◆ Work instruction:
Once you find the line containing "pub fn constant(value: f32)" in the data below, copy it and each following line exactly, up to and including the line containing "pub fn triangle(peak: f32)", and nothing else.

Available records Block Start

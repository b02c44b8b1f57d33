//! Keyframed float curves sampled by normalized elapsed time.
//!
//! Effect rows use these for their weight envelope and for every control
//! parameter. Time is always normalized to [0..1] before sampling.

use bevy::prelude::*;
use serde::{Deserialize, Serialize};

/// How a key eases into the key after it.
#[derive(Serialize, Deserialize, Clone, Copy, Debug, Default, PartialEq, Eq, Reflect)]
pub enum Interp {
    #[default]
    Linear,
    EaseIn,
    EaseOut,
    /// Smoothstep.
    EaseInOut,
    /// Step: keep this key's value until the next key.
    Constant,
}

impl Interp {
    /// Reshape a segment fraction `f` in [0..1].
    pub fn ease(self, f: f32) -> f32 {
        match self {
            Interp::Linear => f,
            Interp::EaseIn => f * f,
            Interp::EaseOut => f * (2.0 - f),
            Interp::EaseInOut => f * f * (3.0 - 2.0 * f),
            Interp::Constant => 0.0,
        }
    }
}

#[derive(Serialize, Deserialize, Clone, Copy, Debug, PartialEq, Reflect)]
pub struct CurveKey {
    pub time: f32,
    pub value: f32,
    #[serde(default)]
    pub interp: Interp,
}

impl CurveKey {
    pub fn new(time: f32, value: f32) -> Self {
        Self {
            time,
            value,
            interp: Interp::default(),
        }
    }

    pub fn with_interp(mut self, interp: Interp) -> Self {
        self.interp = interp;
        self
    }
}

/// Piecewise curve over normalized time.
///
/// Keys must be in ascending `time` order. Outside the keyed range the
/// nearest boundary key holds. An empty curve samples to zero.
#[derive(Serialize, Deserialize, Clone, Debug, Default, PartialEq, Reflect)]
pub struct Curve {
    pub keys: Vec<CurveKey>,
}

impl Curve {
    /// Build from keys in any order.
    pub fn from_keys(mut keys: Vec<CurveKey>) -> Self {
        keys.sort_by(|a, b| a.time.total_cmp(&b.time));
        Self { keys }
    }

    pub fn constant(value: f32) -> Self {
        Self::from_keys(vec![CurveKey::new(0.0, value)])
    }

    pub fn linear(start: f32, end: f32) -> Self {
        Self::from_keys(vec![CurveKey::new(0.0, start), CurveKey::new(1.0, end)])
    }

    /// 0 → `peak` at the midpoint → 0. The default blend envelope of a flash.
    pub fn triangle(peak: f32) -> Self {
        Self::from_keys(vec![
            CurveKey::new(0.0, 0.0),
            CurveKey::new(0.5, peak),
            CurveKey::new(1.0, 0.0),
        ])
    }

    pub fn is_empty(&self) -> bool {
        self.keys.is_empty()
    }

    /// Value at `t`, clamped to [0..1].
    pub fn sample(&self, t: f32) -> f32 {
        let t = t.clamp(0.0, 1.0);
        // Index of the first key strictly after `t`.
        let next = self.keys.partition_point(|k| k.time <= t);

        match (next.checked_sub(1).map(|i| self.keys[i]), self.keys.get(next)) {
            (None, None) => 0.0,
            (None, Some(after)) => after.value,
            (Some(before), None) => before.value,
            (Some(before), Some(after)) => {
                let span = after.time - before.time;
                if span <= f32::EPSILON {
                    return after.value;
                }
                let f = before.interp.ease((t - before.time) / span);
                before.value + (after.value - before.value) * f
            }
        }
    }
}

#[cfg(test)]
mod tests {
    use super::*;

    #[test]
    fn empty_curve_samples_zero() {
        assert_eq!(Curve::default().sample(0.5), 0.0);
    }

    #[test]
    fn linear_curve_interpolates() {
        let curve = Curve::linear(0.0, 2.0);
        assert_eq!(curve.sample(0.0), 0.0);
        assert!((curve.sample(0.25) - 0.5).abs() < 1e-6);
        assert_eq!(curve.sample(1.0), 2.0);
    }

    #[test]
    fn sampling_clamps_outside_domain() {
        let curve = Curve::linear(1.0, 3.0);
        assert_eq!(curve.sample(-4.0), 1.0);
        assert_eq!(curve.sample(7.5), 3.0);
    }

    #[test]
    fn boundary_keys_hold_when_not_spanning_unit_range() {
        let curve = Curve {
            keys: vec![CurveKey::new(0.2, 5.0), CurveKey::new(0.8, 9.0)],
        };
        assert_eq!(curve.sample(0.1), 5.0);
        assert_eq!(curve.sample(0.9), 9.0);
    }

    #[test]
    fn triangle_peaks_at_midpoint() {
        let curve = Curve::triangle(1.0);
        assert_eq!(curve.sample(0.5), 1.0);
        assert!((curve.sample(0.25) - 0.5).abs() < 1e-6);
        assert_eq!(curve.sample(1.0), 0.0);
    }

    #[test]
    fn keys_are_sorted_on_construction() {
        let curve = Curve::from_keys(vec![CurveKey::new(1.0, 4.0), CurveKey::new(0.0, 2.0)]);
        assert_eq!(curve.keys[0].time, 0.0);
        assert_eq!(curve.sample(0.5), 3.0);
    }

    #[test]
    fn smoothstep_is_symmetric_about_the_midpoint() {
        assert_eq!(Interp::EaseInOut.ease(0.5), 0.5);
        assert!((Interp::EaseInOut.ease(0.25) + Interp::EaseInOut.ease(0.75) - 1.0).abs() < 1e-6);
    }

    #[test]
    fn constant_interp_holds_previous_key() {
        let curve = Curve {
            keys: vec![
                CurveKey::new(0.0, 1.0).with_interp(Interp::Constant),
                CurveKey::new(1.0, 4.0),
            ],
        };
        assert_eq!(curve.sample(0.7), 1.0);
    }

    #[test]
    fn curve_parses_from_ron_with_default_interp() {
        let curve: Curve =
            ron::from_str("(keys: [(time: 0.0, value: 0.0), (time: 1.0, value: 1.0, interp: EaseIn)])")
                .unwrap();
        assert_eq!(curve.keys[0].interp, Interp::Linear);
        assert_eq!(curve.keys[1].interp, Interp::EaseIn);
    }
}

Available records Block End
Available records Block Start

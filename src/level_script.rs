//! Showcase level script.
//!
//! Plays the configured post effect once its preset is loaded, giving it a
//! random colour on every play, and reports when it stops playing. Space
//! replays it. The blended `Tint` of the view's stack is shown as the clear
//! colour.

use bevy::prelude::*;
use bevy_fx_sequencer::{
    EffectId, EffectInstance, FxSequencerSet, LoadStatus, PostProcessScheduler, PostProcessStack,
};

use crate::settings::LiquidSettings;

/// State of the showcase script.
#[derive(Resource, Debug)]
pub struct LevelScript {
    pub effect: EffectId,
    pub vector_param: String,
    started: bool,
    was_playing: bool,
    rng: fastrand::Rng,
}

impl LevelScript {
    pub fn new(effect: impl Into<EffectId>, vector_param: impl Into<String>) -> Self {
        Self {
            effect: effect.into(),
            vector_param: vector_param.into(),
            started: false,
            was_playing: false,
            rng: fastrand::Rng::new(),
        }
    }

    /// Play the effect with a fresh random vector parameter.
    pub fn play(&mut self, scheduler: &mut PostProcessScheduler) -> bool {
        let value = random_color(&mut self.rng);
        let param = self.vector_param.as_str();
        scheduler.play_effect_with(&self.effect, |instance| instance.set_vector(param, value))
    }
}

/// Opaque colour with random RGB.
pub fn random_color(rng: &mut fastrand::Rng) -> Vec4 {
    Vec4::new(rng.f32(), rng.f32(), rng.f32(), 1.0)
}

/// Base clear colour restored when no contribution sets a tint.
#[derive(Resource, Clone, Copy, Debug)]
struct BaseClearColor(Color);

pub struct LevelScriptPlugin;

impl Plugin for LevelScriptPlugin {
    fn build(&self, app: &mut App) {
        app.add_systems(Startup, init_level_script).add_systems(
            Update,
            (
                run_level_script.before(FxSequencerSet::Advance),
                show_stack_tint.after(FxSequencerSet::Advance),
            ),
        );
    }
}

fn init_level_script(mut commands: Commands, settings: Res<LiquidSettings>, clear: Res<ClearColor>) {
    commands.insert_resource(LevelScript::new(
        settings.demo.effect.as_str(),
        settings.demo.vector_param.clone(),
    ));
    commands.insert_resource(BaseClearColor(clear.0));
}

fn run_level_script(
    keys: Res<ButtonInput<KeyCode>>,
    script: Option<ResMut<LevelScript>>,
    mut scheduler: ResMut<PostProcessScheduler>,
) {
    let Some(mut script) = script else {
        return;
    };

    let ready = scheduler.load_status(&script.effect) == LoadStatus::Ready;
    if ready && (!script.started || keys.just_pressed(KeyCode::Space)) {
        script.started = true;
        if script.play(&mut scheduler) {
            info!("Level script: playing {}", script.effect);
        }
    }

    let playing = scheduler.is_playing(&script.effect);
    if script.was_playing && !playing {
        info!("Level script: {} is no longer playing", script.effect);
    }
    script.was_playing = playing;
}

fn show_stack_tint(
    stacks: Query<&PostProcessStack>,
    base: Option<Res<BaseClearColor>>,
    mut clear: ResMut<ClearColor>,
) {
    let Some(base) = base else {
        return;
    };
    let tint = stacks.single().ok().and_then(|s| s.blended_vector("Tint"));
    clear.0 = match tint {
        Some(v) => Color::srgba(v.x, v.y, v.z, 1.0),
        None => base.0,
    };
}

Available records Block End
Available records Block Start

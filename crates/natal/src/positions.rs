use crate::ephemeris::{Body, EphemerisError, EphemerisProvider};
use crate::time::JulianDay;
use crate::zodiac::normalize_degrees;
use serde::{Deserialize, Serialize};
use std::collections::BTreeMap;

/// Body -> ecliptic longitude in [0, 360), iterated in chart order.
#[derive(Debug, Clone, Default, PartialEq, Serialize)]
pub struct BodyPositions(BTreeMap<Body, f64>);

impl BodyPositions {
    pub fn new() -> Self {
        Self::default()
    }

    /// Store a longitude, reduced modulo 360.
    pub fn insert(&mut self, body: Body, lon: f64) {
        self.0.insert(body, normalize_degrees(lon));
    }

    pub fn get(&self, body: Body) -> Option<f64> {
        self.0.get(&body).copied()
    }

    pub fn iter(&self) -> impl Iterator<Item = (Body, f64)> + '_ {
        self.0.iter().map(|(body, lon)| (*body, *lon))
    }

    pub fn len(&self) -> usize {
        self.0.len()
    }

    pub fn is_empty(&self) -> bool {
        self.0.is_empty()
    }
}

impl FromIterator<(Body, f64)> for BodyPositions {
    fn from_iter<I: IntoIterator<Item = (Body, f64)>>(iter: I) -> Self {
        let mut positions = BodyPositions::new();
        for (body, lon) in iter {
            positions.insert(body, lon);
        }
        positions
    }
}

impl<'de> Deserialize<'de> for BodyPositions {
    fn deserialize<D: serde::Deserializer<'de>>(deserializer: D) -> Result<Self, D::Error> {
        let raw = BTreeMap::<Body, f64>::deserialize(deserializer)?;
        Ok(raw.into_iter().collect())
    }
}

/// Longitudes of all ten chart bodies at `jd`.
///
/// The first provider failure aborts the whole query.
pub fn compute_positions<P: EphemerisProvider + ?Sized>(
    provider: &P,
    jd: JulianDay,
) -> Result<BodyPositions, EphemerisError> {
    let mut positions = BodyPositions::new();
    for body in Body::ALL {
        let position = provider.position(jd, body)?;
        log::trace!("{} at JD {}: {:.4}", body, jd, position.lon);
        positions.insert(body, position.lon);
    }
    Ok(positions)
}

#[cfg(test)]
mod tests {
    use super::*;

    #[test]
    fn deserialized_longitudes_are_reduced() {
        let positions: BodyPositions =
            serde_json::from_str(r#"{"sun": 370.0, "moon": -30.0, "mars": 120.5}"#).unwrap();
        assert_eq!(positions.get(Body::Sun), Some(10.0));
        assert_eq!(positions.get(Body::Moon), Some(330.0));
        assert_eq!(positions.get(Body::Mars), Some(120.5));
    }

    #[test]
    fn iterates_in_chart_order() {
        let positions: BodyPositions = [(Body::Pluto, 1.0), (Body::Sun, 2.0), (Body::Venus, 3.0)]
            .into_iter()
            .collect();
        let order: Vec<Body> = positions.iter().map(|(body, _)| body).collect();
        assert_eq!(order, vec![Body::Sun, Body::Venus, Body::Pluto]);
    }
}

Available records Block End

◆ Expected output:
    pub fn constant(value: f32) -> Self {
        Self::from_keys(vec![CurveKey::new(0.0, value)])
    }

    pub fn linear(start: f32, end: f32) -> Self {
        Self::from_keys(vec![CurveKey::new(0.0, start), CurveKey::new(1.0, end)])
    }

    /// 0 → `peak` at the midpoint → 0. The default blend envelope of a flash.
    pub fn triangle(peak: f32) -> Self {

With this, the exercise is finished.